Because of PLG’s and Anthracit’s posts, I’m going to speak for the popular kids. I was smart, friendly, and cute. (Not to say that Pepper and Anth weren’t/aren’t.) I was the basketball “star” for a while. Most the teachers liked me. The principal kept to his own a very rarely bothered me. I sat at the “cool” table in middle school before we were allowed off campus for lunch.

I was mean though. I picked on anyone who wasn’t “cool”. I got in physical fights with people. I started a fight with this guy in my science class because he stole a necklace from a friend of mine. My science teacher and the driver’s ed teacher watched the whole thing. My science teacher stopped it only after I threw the kid on the floor and kicked him. Twice. I was suspended for three days.

I would consider what I did to some of my classmates torture. And, in my case, it could have been stopped.

Now that I reflect back, I’m very ashamed of my behavior. And it cost me a lot. When I transfered to another school, my reputation as a bully followed me. The principal of my former school was, unfortunately, the sports director at my new school. If there was a problem in class, it was my fault. I spent more time in the principal’s office than I did in class. I was suspended for 5 days for throwing a pen in class at a student who’d thrown it at me first. (Childish, I know. It seemed justified at the time.) So really, I’ve experienced both sides. And neither is very fun.

Back to the OP: The website. The parents found this website in which one of the shooters described an intention of causing bodily harm to their entire school. They were right in giving this information to the police, I will grant them that. However, knowing that her son (or daughter) is having these thoughts, my mother would have had me committed, if only temporarily, to get a psychological evaluation, daily treatment, maybe some medication. Two months could have been enough for these kids to get out of their homi/suicidal state of mind. Two weeks may have even done the trick. Too bad we’ll never find out.

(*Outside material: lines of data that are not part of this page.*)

//! Forgot Password Screen
//!
//! Reset form. Success routes through the success registry, and confirming
//! that dialog returns to the login screen.

use leptos::prelude::*;
use leptos::task::spawn_local;
use wasm_bindgen::JsCast;

use crate::app::Screen;
use crate::auth::use_auth;
use crate::modal::Modals;

#[component]
pub fn ForgotPasswordForm(set_screen: WriteSignal<Screen>) -> impl IntoView {
    let auth = use_auth();
    let modals = expect_context::<Modals>();

    let (email, set_email) = signal(String::new());
    let (new_password, set_new_password) = signal(String::new());
    let (confirm_password, set_confirm_password) = signal(String::new());
    let (error, set_error) = signal(String::new());

    let on_submit = move |ev: web_sys::SubmitEvent| {
        ev.prevent_default();
        let email = email.get();
        let new_password = new_password.get();
        let confirm_password = confirm_password.get();
        if email.is_empty() || new_password.is_empty() {
            return;
        }
        if new_password != confirm_password {
            set_error.set("Passwords do not match.".to_string());
            return;
        }
        spawn_local(async move {
            match auth
                .reset_password(&email, &new_password, &confirm_password)
                .await
            {
                Ok(()) => {
                    modals.show_success(
                        "Password reset successfully. Please log in with your new password.",
                        move || set_screen.set(Screen::Login),
                    );
                }
                Err(err) => {
                    web_sys::console::error_1(
                        &format!("[AUTH] Password reset failed: {err}").into(),
                    );
                    modals.show_error(err.to_string());
                }
            }
        });
    };

    view! {
        <div class="auth-screen">
            <div class="auth-card">
                <h1>"Forgot Password"</h1>
                <Show when=move || !error.get().is_empty()>
                    <div class="auth-error">{move || error.get()}</div>
                </Show>
                <form on:submit=on_submit>
                    <label class="field-label">"Email"</label>
                    <input
                        type="email"
                        prop:value=move || email.get()
                        on:input=move |ev| {
                            let target = ev.target().unwrap();
                            let input = target.dyn_ref::<web_sys::HtmlInputElement>().unwrap();
                            set_email.set(input.value());
                        }
                    />
                    <label class="field-label">"New Password"</label>
                    <input
                        type="password"
                        prop:value=move || new_password.get()
                        on:input=move |ev| {
                            let target = ev.target().unwrap();
                            let input = target.dyn_ref::<web_sys::HtmlInputElement>().unwrap();
                            set_new_password.set(input.value());
                        }
                    />
                    <label class="field-label">"Confirm Password"</label>
                    <input
                        type="password"
                        prop:value=move || confirm_password.get()
                        on:input=move |ev| {
                            let target = ev.target().unwrap();
                            let input = target.dyn_ref::<web_sys::HtmlInputElement>().unwrap();
                            set_confirm_password.set(input.value());
                        }
                    />
                    <button type="submit" class="primary">
                        "Reset Password"
                    </button>
                </form>
                <div class="auth-links">
                    <button class="link-btn" on:click=move |_| set_screen.set(Screen::Login)>
                        "Back to login"
                    </button>
                </div>
            </div>
        </div>
    }
}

Upon receiving such information from said parent, the police could have informed the school. Now, this has been previously stated and I do agree with it only with this assumption. That the website was composed close to the date of the shooting or the website stated a specific date in which the mentioned crime was to be carried out. With that, school could have been closed that day and a few of the days surrounding that day. Without that, and without the parents doing anything to the boys, the school would have been able to do nothing but tell the kids that any one of them could be killed within a week or so. Providing security may not have stopped them either. They had a desire to kill. What makes everyone think that they wouldn’t have killed the guards too?

Some say that the threat on the website itself was not against any law. True. But you do not have to commit a crime to be punished (or otherwise dealt with) by your parents.